» WHAT YOU HAVE TO DO: This exercise calls for a copy of every line in the listing below that carries the word "domains".

» THE DATA:
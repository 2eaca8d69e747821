use crate::common::{ApplicationError, ApplicationResult};
use crate::config::Config;
use crate::domains::geometry::{features, Projection, WebMercator};
use crate::domains::logger::DynLogger;
use crate::domains::map::{MapCommand, MapEvent, MapLayer, MapRenderer, MapState, MapSynchronizer};
use crate::domains::path_planning::{ComputationDispatcher, GridPathEngine, PathEngine, RequestId};
use geojson::{Feature, FeatureCollection};
use std::sync::Arc;
use tokio::sync::{broadcast, mpsc, oneshot};

/// Host-facing handle to one map session. Cloning is cheap; all clones talk
/// to the same session task. All GeoJSON in and out is geodetic (EPSG:4326).
#[derive(Clone)]
pub struct MapService {
    commands: mpsc::Sender<MapCommand>,
    events: broadcast::Sender<MapEvent>,
    fit_padding: [f64; 4],
}

impl MapService {
    /// Start a session with the grid engine and a Web Mercator canvas.
    pub fn start(
        config: &Config,
        renderer: Box<dyn MapRenderer>,
        logger: DynLogger,
    ) -> ApplicationResult<Self> {
        let engine = GridPathEngine::new(config.routing.max_grid_cells, config.routing.bbox_padding);
        Self::start_with_engine(config, Arc::new(engine), renderer, Arc::new(WebMercator), logger)
    }

    pub fn start_with_engine(
        config: &Config,
        engine: Arc<dyn PathEngine>,
        renderer: Box<dyn MapRenderer>,
        projection: Arc<dyn Projection>,
        logger: DynLogger,
    ) -> ApplicationResult<Self> {
        config.validate()?;
        let (dispatcher, results) =
            ComputationDispatcher::new(Arc::clone(&engine), config.routing.compute_timeout())?;
        let synchronizer = MapSynchronizer::new(
            MapState::new(),
            engine,
            dispatcher,
            renderer,
            projection,
            config.settings(),
            logger,
        );
        let events = synchronizer.events();
        let (commands, command_receiver) = mpsc::channel(config.map.command_capacity);
        tokio::spawn(synchronizer.run(command_receiver, results));

        Ok(Self {
            commands,
            events,
            fit_padding: config.map.padding(),
        })
    }

    async fn send(&self, command: MapCommand) -> ApplicationResult<()> {
        self.commands
            .send(command)
            .await
            .map_err(|e| ApplicationError::SessionClosed(format!("Failed to send command: {}", e)))
    }

    async fn request<T>(
        &self,
        command: impl FnOnce(oneshot::Sender<T>) -> MapCommand,
    ) -> ApplicationResult<T> {
        let (reply, response) = oneshot::channel();
        self.send(command(reply)).await?;
        response
            .await
            .map_err(|_| ApplicationError::SessionClosed("session dropped the reply".to_string()))
    }

    /// Replace the obstacles. Returns the id of the route request this
    /// triggered, if there are enough waypoints to route between.
    pub async fn draw_obstacles(
        &self,
        obstacles: FeatureCollection,
    ) -> ApplicationResult<Option<RequestId>> {
        Ok(self
            .request(|reply| MapCommand::SetObstacles { obstacles, reply })
            .await??)
    }

    pub async fn draw_preprocessed_geometry(
        &self,
        geometry: Option<FeatureCollection>,
    ) -> ApplicationResult<()> {
        self.draw_layer(MapLayer::Preprocessed, geometry).await
    }

    pub async fn draw_path(&self, path: Option<Feature>) -> ApplicationResult<()> {
        self.draw_layer(MapLayer::Path, path.map(|f| features::collection(vec![f])))
            .await
    }

    pub async fn draw_postprocessed_geometry(&self, path: Option<Feature>) -> ApplicationResult<()> {
        self.draw_layer(MapLayer::Postprocessed, path.map(|f| features::collection(vec![f])))
            .await
    }

    pub async fn draw_intersections(
        &self,
        intersections: Option<FeatureCollection>,
    ) -> ApplicationResult<()> {
        self.draw_layer(MapLayer::Intersections, intersections).await
    }

    /// Show waypoints without routing between them.
    pub async fn draw_way_points(
        &self,
        waypoints: Option<FeatureCollection>,
    ) -> ApplicationResult<()> {
        Ok(self
            .request(|reply| MapCommand::PlaceWaypoints { waypoints, reply })
            .await??)
    }

    pub async fn get_way_points(&self) -> ApplicationResult<FeatureCollection> {
        self.request(|reply| MapCommand::GetWayPoints { reply }).await
    }

    /// Fit the view to the obstacles; `None` uses the configured padding.
    pub async fn fit_map(&self, padding: Option<[f64; 4]>) -> ApplicationResult<bool> {
        let padding = padding.unwrap_or(self.fit_padding);
        self.request(|reply| MapCommand::FitMap { padding, reply }).await
    }

    /// Entry point for the waypoint drag interaction.
    pub async fn modify_waypoints(
        &self,
        waypoints: FeatureCollection,
    ) -> ApplicationResult<Option<RequestId>> {
        Ok(self
            .request(|reply| MapCommand::ModifyWaypoints { waypoints, reply })
            .await??)
    }

    pub fn subscribe(&self) -> broadcast::Receiver<MapEvent> {
        self.events.subscribe()
    }

    pub async fn snapshot(&self) -> ApplicationResult<MapState> {
        self.request(|reply| MapCommand::Snapshot { reply }).await
    }

    pub async fn shutdown(&self) -> ApplicationResult<()> {
        self.send(MapCommand::Shutdown).await
    }

    async fn draw_layer(
        &self,
        layer: MapLayer,
        features: Option<FeatureCollection>,
    ) -> ApplicationResult<()> {
        self.send(MapCommand::DrawLayer { layer, features }).await
    }
}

» WORKED SOLUTION:
use crate::domains::geometry::{features, Projection, WebMercator};
use crate::domains::logger::DynLogger;
use crate::domains::map::{MapCommand, MapEvent, MapLayer, MapRenderer, MapState, MapSynchronizer};
use crate::domains::path_planning::{ComputationDispatcher, GridPathEngine, PathEngine, RequestId};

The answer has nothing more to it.